Hamam等[44]开展的一项开放性前瞻性研究显示,除皮下注射外,亦可采用ADA玻璃体内注射的方式治疗非感染性葡萄膜炎。建议初始剂量为1.5 mg,2周后再次给药,以后每4周1次给药,共治疗26周,剂量均为1.5 mg。
TNF拮抗剂“治疗窗”的概念表明,由于TNF为宿主抵抗传染性物质的重要介质,体内TNF的异常低水平将可能导致全身机会性感染风险的增加[45]。TNF拮抗剂的黑框警告为严重感染(包括但不限于分枝杆菌及侵入性真菌)和恶性肿瘤(包括儿童或青少年淋巴瘤)[45]。因此有学者建议,临床TNF拮抗剂的使用应保证体内TNF水平不得低于可能引起个体免疫损害的最低值[46]。研究表明,ADA的常用剂量(40 mg每2周1次皮下注射)的稳态血药浓度约为所需有效浓度的3~7倍,属于治疗的安全范围[45-46]。

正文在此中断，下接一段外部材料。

// src/relay/mod.rs

use serde::{Deserialize, Serialize};

use crate::core::CaptureResult;

/// Login for the remote archive.
#[derive(Clone, PartialEq, Eq, Serialize, Deserialize)]
pub struct RelayCredentials {
    /// `host` or `host:port`
    pub address: String,
    pub user: String,
    pub password: String,
}

impl std::fmt::Debug for RelayCredentials {
    fn fmt(&self, f: &mut std::fmt::Formatter<'_>) -> std::fmt::Result {
        f.debug_struct("RelayCredentials")
            .field("address", &self.address)
            .field("user", &self.user)
            .field("password", &"***")
            .finish()
    }
}

/// Pushes one artifact into `segments[0]/segments[1]/.../filename` on the archive,
/// creating missing directories on the way.
pub trait Relay: Send + Sync {
    fn upload(
        &self,
        segments: &[String],
        filename: &str,
        bytes: &[u8],
        credentials: &RelayCredentials,
    ) -> CaptureResult<()>;
}

pub mod ftp;
pub mod uploader;

pub use ftp::{FtpError, FtpSession};
pub use uploader::FtpRelay;
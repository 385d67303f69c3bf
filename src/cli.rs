use clap::{Parser, Subcommand};

#[derive(Parser)]
#[command(name = "wharf")]
#[command(about = "A CLI app store for Windows", long_about = None)]
pub struct Cli {
    /// No subcommand prints the banner.
    #[command(subcommand)]
    pub command: Option<Commands>,

    /// Override the catalog API URL
    #[arg(long, global = true)]
    pub api_url: Option<String>,
}

#[derive(Subcommand)]
pub enum Commands {
    /// Download and run an app's installers
    Install {
        /// App entry name in the catalog
        name: String,
    },
    /// Search the catalog by name
    Search {
        /// Search query
        query: String,
    },
    /// Show an app's catalog metadata
    About {
        /// App entry name in the catalog
        name: String,
    },
    /// Delete and recreate the local setups folder
    ClearSetups,
}
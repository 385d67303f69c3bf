use crate::catalog::{CatalogSource, EntryKind};
use anyhow::{Result, anyhow};
use std::fs;
use std::path::{Path, PathBuf};

/// Only files with this extension are treated as installers; everything
/// else in a catalog folder is skipped, not an error.
pub const INSTALLER_EXT: &str = ".exe";

/// A selected installer: where it lives in the catalog, where its bytes
/// come from, and where the walker decided it lands locally.
#[derive(Debug, Clone)]
pub struct Artifact {
    pub name: String,
    pub remote_path: String,
    pub download_url: String,
    pub local_path: PathBuf,
}

/// Outcome of a traversal. Skipped names are carried back so the caller
/// can report them once the spinner is out of the way.
#[derive(Debug, Default)]
pub struct Walk {
    pub artifacts: Vec<Artifact>,
    pub skipped: Vec<String>,
}

/// Depth-first traversal of `remote_root`, mirroring its folder structure
/// under `local_root` and selecting installable artifacts in listing order.
///
/// Enumeration only: nothing is downloaded or executed here. A listing
/// failure anywhere aborts the whole walk, since traversal is strictly
/// sequential. Recursion depth is bounded by the catalog itself; the
/// hosting API won't hand us a cyclic folder tree.
pub async fn collect<S: CatalogSource>(
    source: &S,
    remote_root: &str,
    local_root: &Path,
) -> Result<Walk> {
    let mut walk = Walk::default();
    fs::create_dir_all(local_root)?;
    descend(source, remote_root, local_root, &mut walk).await?;
    Ok(walk)
}

async fn descend<S: CatalogSource>(
    source: &S,
    remote: &str,
    local: &Path,
    walk: &mut Walk,
) -> Result<()> {
    for entry in source.list(remote).await? {
        match entry.kind {
            EntryKind::Dir => {
                let sub = local.join(&entry.name);
                fs::create_dir_all(&sub)?;
                Box::pin(descend(source, &entry.path, &sub, walk)).await?;
            }
            EntryKind::File if entry.name.ends_with(INSTALLER_EXT) => {
                let download_url = entry
                    .download_url
                    .ok_or_else(|| anyhow!("no download URL for {}", entry.path))?;
                walk.artifacts.push(Artifact {
                    local_path: local.join(&entry.name),
                    name: entry.name,
                    remote_path: entry.path,
                    download_url,
                });
            }
            _ => walk.skipped.push(entry.name),
        }
    }
    Ok(())
}
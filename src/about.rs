use crate::catalog::{CatalogEntry, CatalogSource, EntryKind};
use crate::logger::Logger;
use crate::{downloader, panel};
use anyhow::{Context, Result, anyhow};
use serde::Deserialize;
use std::fs;
use std::path::Path;

/// Fixed descriptor filename every catalog entry may carry.
pub const DESCRIPTOR_FILE: &str = "about.json";

/// Parsed `about.json`. Anything the publisher left out renders as
/// "Unknown", except the description which just goes blank.
#[derive(Debug, Deserialize)]
pub struct Descriptor {
    #[serde(default = "unknown")]
    pub name: String,
    #[serde(default = "unknown")]
    pub id: String,
    #[serde(default = "unknown")]
    pub publisher: String,
    #[serde(default)]
    pub description: String,
}

fn unknown() -> String {
    "Unknown".to_string()
}

/// Fetches and renders the descriptor for one catalog folder.
///
/// The descriptor is downloaded to a fixed temp path, parsed, rendered,
/// and the temp file is removed no matter how parsing or rendering went.
/// A folder without a descriptor reports not-found and renders nothing.
pub async fn present<S: CatalogSource>(
    source: &S,
    http: &reqwest::Client,
    folder: &str,
) -> Result<()> {
    let entries = source.list(folder).await?;

    let Some(descriptor) = find_descriptor(&entries) else {
        Logger::error(format!("{DESCRIPTOR_FILE} not found in {folder}"));
        return Ok(());
    };

    let url = descriptor
        .download_url
        .as_deref()
        .ok_or_else(|| anyhow!("no download URL for {}", descriptor.path))?;

    let tmp = std::env::temp_dir().join("wharf-about.json");
    downloader::download(http, url, &tmp).await?;

    println!("\n{}\n", consume_descriptor_file(&tmp)?);
    Ok(())
}

fn find_descriptor(entries: &[CatalogEntry]) -> Option<&CatalogEntry> {
    entries
        .iter()
        .find(|entry| entry.kind == EntryKind::File && entry.name == DESCRIPTOR_FILE)
}

/// Renders a downloaded descriptor and removes it. Render first, delete
/// second: the temp file must not survive even when the descriptor turns
/// out to be garbage.
fn consume_descriptor_file(path: &Path) -> Result<String> {
    let rendered = render_descriptor_file(path);
    if let Err(err) = fs::remove_file(path) {
        log::warn!("could not remove temp descriptor {}: {err}", path.display());
    }
    rendered
}

fn render_descriptor_file(path: &Path) -> Result<String> {
    let raw = fs::read_to_string(path)
        .with_context(|| format!("could not read {}", path.display()))?;
    let descriptor: Descriptor =
        serde_json::from_str(&raw).context("malformed descriptor")?;

    Ok(panel::render(
        &descriptor.name,
        &descriptor.id,
        &format!("by {}", descriptor.publisher),
        &descriptor.description,
    ))
}

#[cfg(test)]
mod tests {
    use super::*;
    use std::collections::HashMap;

    struct FakeCatalog {
        folders: HashMap<String, Vec<CatalogEntry>>,
    }

    impl CatalogSource for FakeCatalog {
        async fn list(&self, path: &str) -> Result<Vec<CatalogEntry>> {
            self.folders
                .get(path)
                .cloned()
                .ok_or_else(|| anyhow!("`{path}` does not exist in the catalog"))
        }
    }

    fn entry(name: &str, kind: EntryKind) -> CatalogEntry {
        CatalogEntry {
            name: name.into(),
            path: format!("database/app/{name}"),
            kind,
            download_url: None,
            size: 0,
        }
    }

    #[test]
    fn missing_fields_fall_back_to_placeholders() {
        let descriptor: Descriptor = serde_json::from_str("{}").unwrap();
        assert_eq!(descriptor.name, "Unknown");
        assert_eq!(descriptor.id, "Unknown");
        assert_eq!(descriptor.publisher, "Unknown");
        assert_eq!(descriptor.description, "");
    }

    #[tokio::test]
    async fn folder_without_descriptor_reports_not_found_and_downloads_nothing() {
        let catalog = FakeCatalog {
            folders: HashMap::from([(
                "database/app".to_string(),
                vec![
                    entry("readme.txt", EntryKind::File),
                    // A folder *named* about.json is not a descriptor.
                    entry("about.json", EntryKind::Dir),
                ],
            )]),
        };

        // The download URL of every entry is None, so reaching the fetch
        // phase would error; Ok(()) means the not-found branch was taken.
        let http = reqwest::Client::new();
        present(&catalog, &http, "database/app").await.unwrap();
    }

    #[test]
    fn descriptor_picker_ignores_everything_else() {
        let entries = vec![
            entry("about.json", EntryKind::Dir),
            entry("setup.exe", EntryKind::File),
        ];
        assert!(find_descriptor(&entries).is_none());

        let entries = vec![entry("about.json", EntryKind::File)];
        assert_eq!(find_descriptor(&entries).unwrap().name, "about.json");
    }

    #[test]
    fn consume_renders_and_removes_the_temp_descriptor() {
        colored::control::set_override(false);
        let tmp = tempfile::tempdir().unwrap();
        let path = tmp.path().join("about.json");
        fs::write(
            &path,
            r#"{"name": "Demo", "id": "demo.app", "publisher": "Acme", "description": "L1\nL2"}"#,
        )
        .unwrap();

        let panel = consume_descriptor_file(&path).unwrap();
        assert!(!path.exists());

        let lines: Vec<&str> = panel.lines().collect();
        assert_eq!(lines.len(), 8);
        assert!(lines[3].contains("by Acme"));
        assert!(lines[5].contains("L1"));
        assert!(lines[6].contains("L2"));
    }

    #[test]
    fn malformed_descriptor_errors_but_is_still_removed() {
        let tmp = tempfile::tempdir().unwrap();
        let path = tmp.path().join("about.json");
        fs::write(&path, "not json").unwrap();

        assert!(consume_descriptor_file(&path).is_err());
        assert!(!path.exists());
    }
}
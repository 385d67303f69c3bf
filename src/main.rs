pub mod about;
pub mod catalog;
pub mod cli;
pub mod downloader;
pub mod installer;
pub mod logger;
pub mod panel;
pub mod runner;
pub mod search;
pub mod walker;

use clap::Parser;
use cli::{Cli, Commands};
use logger::Logger;

#[tokio::main]
async fn main() {
    env_logger::init();
    let cli = Cli::parse();

    let Some(command) = &cli.command else {
        Logger::banner();
        return;
    };

    let client = catalog::CatalogClient::new(cli.api_url.as_deref());

    let result = match command {
        Commands::Install { name } => installer::install(&client, name).await,
        Commands::Search { query } => search::search(&client, query).await,
        Commands::About { name } => {
            let folder = format!("{}/{}", catalog::DATABASE_FOLDER, name);
            about::present(&client, client.http(), &folder).await
        }
        Commands::ClearSetups => installer::clear_setups(),
    };

    // Every collaborator failure lands here as one uniform line; no raw
    // backtraces, no special exit codes.
    if let Err(err) = result {
        Logger::error(format!("{err:#}"));
    }
}
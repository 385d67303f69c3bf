use crate::catalog::USER_AGENT;
use crate::logger::Logger;
use anyhow::{Context, Result};
use std::path::Path;
use tokio::io::AsyncWriteExt;

/// Streams `url` to `dest` in chunks.
///
/// The status check happens before the destination file is even created,
/// so a rejected request leaves zero bytes on disk. A failure mid-stream
/// can still leave a partial file behind; callers accept that. Parent
/// directories must already exist—the walker mirrors them.
pub async fn download(http: &reqwest::Client, url: &str, dest: &Path) -> Result<()> {
    let mut response = http
        .get(url)
        .header("User-Agent", USER_AGENT)
        .send()
        .await?
        .error_for_status()
        .with_context(|| format!("download rejected for {url}"))?;

    let mut file = tokio::fs::File::create(dest)
        .await
        .with_context(|| format!("could not create {}", dest.display()))?;

    while let Some(chunk) = response.chunk().await? {
        file.write_all(&chunk).await?;
    }
    file.flush().await?;

    let base = dest
        .file_name()
        .map(|n| n.to_string_lossy().into_owned())
        .unwrap_or_default();
    Logger::success(format!("Downloaded {}", Logger::highlight(base)));

    Ok(())
}

#[cfg(test)]
mod tests {
    use super::*;
    use tokio::io::AsyncReadExt;

    /// One-shot HTTP server: answers the first connection with `response`
    /// and returns the address to aim the client at.
    async fn serve_once(response: &'static [u8]) -> std::net::SocketAddr {
        let listener = tokio::net::TcpListener::bind("127.0.0.1:0").await.unwrap();
        let addr = listener.local_addr().unwrap();
        tokio::spawn(async move {
            let (mut socket, _) = listener.accept().await.unwrap();
            let mut buf = [0u8; 1024];
            let _ = socket.read(&mut buf).await;
            let _ = socket.write_all(response).await;
        });
        addr
    }

    #[tokio::test]
    async fn rejected_download_writes_zero_bytes() {
        let addr =
            serve_once(b"HTTP/1.1 500 Internal Server Error\r\ncontent-length: 0\r\n\r\n").await;
        let tmp = tempfile::tempdir().unwrap();
        let dest = tmp.path().join("setup.exe");

        let http = reqwest::Client::new();
        let err = download(&http, &format!("http://{addr}/setup.exe"), &dest)
            .await
            .unwrap_err();

        assert!(err.to_string().contains("rejected"), "err: {err:#}");
        assert!(!dest.exists(), "a rejected request must not touch the disk");
    }

    #[tokio::test]
    async fn accepted_download_streams_the_body_to_disk() {
        let addr = serve_once(b"HTTP/1.1 200 OK\r\ncontent-length: 5\r\n\r\nhello").await;
        let tmp = tempfile::tempdir().unwrap();
        let dest = tmp.path().join("setup.exe");

        let http = reqwest::Client::new();
        download(&http, &format!("http://{addr}/setup.exe"), &dest)
            .await
            .unwrap();

        assert_eq!(std::fs::read(&dest).unwrap(), b"hello");
    }
}

use colored::*;
use console::{Term, measure_text_width};
use std::fmt::Display;

use crate::panel;

/// Console output helpers with the wharf brand palette.
/// Never instantiated; it's just a namespace for printing functions.
/// Amber (240, 178, 50) for anything worth noticing, grey for the rest.
pub struct Logger;

impl Logger {
    /// Prints the startup banner: the same bordered panel `about` uses,
    /// filled with our own metadata and centered on the terminal.
    pub fn banner() {
        let term = Term::stdout();
        let cols = term.size().1 as usize;

        let card = panel::render(
            "wharf",
            concat!("v", env!("CARGO_PKG_VERSION")),
            "by The Wharf Project",
            "A CLI app store for Windows",
        );

        println!();
        for line in card.lines() {
            // measure_text_width ignores the ANSI codes, so rows with
            // different color runs still center to the same column.
            let pad = cols.saturating_sub(measure_text_width(line)) / 2;
            println!("{}{}", " ".repeat(pad), line);
        }
        println!();
    }

    /// General information that doesn't fit the other categories.
    pub fn info<T: Display>(msg: T) {
        println!("{} {}", "•".truecolor(240, 178, 50).bold(), msg);
    }

    pub fn success<T: Display>(msg: T) {
        println!("{} {}", "✔".green().bold(), msg);
    }

    pub fn error<T: Display>(msg: T) {
        println!("{} {}", "✖".red().bold(), msg);
    }

    /// A step label: "command description" with the command in brand amber
    /// and the description dimmed.
    pub fn command<T: Display>(cmd: &str, msg: T) {
        println!(
            "{} {}",
            cmd.truecolor(240, 178, 50).bold(),
            msg.to_string().dimmed()
        );
    }

    /// Returns a string in brand amber for inline use in formatted messages.
    pub fn highlight<T: Display>(msg: T) -> String {
        msg.to_string().truecolor(240, 178, 50).bold().to_string()
    }
}
use crate::catalog::{CatalogClient, DATABASE_FOLDER, SETUPS_FOLDER};
use crate::logger::Logger;
use crate::{downloader, runner, walker};
use anyhow::{Context, Result};
use indicatif::{ProgressBar, ProgressStyle};
use inquire::Confirm;
use std::fs;
use std::path::Path;

/// Installs one app entry: enumerate its catalog folder, then download and
/// execute every installer in the order the walk found them.
///
/// Two phases on purpose. The walk finishes before the first byte is
/// downloaded, so a traversal error never leaves half an artifact behind.
/// A failed download still aborts the rest of the run; a failed *installer*
/// only costs that one artifact.
pub async fn install(client: &CatalogClient, name: &str) -> Result<()> {
    let remote_root = format!("{DATABASE_FOLDER}/{name}");
    let local_root = Path::new(SETUPS_FOLDER).join(name);

    let pb = ProgressBar::new_spinner();
    pb.set_style(
        ProgressStyle::default_spinner()
            .template("{spinner:.yellow} {msg}")
            .unwrap(),
    );
    pb.set_message(format!("Resolving {}", Logger::highlight(name)));
    pb.enable_steady_tick(std::time::Duration::from_millis(120));

    let walk = walker::collect(client, &remote_root, &local_root).await;
    pb.finish_and_clear();
    let walk = walk?;

    for skipped in &walk.skipped {
        Logger::info(format!(
            "Skipping non-installer file {}",
            Logger::highlight(skipped)
        ));
    }

    if walk.artifacts.is_empty() {
        Logger::info(format!("Nothing installable under {remote_root}."));
        return Ok(());
    }

    let total = walk.artifacts.len();
    let mut installed = 0usize;

    for artifact in &walk.artifacts {
        Logger::command("install", format!("Downloading {}", artifact.remote_path));
        downloader::download(client.http(), &artifact.download_url, &artifact.local_path).await?;

        Logger::info(format!(
            "Executing {}",
            Logger::highlight(artifact.local_path.display())
        ));
        match runner::run(&artifact.local_path).await {
            Ok(()) => {
                installed += 1;
                Logger::success(format!("Executed {}", Logger::highlight(&artifact.name)));
            }
            Err(err) => Logger::error(format!("{err:#}")),
        }
    }

    Logger::success(format!(
        "Installed {installed} of {total} artifact(s) into {}",
        Logger::highlight(local_root.display())
    ));
    Ok(())
}

/// Wipes every downloaded setup after an interactive confirmation.
/// Declining is a silent no-op.
pub fn clear_setups() -> Result<()> {
    let confirmed = Confirm::new("Delete all downloaded setup files?")
        .with_default(false)
        .prompt()?;
    if !confirmed {
        return Ok(());
    }

    reset_setups(Path::new(SETUPS_FOLDER))?;
    Logger::success("Setups folder cleared.");
    Ok(())
}

/// Removes the setups root and recreates it empty. A missing root is fine;
/// we just end up with a fresh empty one.
fn reset_setups(root: &Path) -> Result<()> {
    if root.exists() {
        fs::remove_dir_all(root)
            .with_context(|| format!("could not remove {}", root.display()))?;
    }
    fs::create_dir_all(root)
        .with_context(|| format!("could not recreate {}", root.display()))?;
    Ok(())
}
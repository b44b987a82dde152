//! Strongly-typed identifier value objects.

use serde::{Deserialize, Serialize};
use std::fmt;
use std::str::FromStr;
use uuid::Uuid;

macro_rules! uuid_id {
    ($(#[$meta:meta])* $name:ident) => {
        $(#[$meta])*
        #[derive(Debug, Clone, Copy, PartialEq, Eq, Hash, PartialOrd, Ord, Serialize, Deserialize)]
        #[serde(transparent)]
        pub struct $name(Uuid);

        impl $name {
            /// Creates a new random identifier.
            pub fn new() -> Self {
                Self(Uuid::new_v4())
            }

            /// Creates an identifier from an existing UUID.
            pub fn from_uuid(uuid: Uuid) -> Self {
                Self(uuid)
            }

            /// Returns the inner UUID.
            pub fn as_uuid(&self) -> &Uuid {
                &self.0
            }
        }

        impl Default for $name {
            fn default() -> Self {
                Self::new()
            }
        }

        impl fmt::Display for $name {
            fn fmt(&self, f: &mut fmt::Formatter<'_>) -> fmt::Result {
                write!(f, "{}", self.0)
            }
        }

        impl FromStr for $name {
            type Err = uuid::Error;

            fn from_str(s: &str) -> Result<Self, Self::Err> {
                Ok(Self(Uuid::parse_str(s)?))
            }
        }
    };
}

uuid_id!(
    /// Unique identifier for a quote wizard instance.
    WizardId
);

uuid_id!(
    /// Unique identifier for one submission attempt.
    ///
    /// A fresh id is issued for every attempt so a late acknowledgement
    /// can be matched against the attempt that is still pending.
    SubmissionId
);

uuid_id!(
    /// Unique identifier for a CMS content document.
    ContentId
);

报道显示,ADA用于VKH综合征治疗的主要不良反应包括诱发感染,加重心力衰竭,出现神经系统病变、血液系统病变、肝酶异常、超敏反应,甚至导致恶性肿瘤等[12]。意大利国家注册局数据显示,43例接受ADA治疗的幼年特发性关节炎伴葡萄膜炎患儿3年随访无主要不良事件,仅发生1例皮炎和1例经期推迟[47]。但德国相关数据显示,289例幼年特发性关节炎伴葡萄膜炎患儿,48例患儿经历了共222件不良事件,但报道无机会性感染、脱髓鞘疾病、恶性肿瘤及死亡[48]。日本学者Ramanan等[49]提出,日本葡萄膜炎患者ADA治疗的最主要不良事件是机会性感染,尤其是结核杆菌及真菌。因此他们提出,临床ADA使用前应常规性排除体内结核及真菌感染。此外,亦有报道指出,ADA使用过程中患者皮肤出现非干酪性肉芽肿[50]。
因此,在实际ADA用于治疗非感染性葡萄膜炎的临床工作中,需高度重视ADA可能发生的副作用及治疗相关的不良事件。一旦发生不良事件,及时停药非常重要。
综上所述,ADA 作为TNF-α拮抗剂,在治疗非感染性葡萄膜炎方面的有效性、持续性以及安全性已被初步证实。对于部分非感染性葡萄膜炎患者而言,在一线糖皮质激素治疗不足以完全控制炎症的情况下,将糖皮质激素治疗作为基础,其他免疫抑制剂和生物制剂的应用亦是现代非感染性葡萄膜炎治疗策略中的重要组分。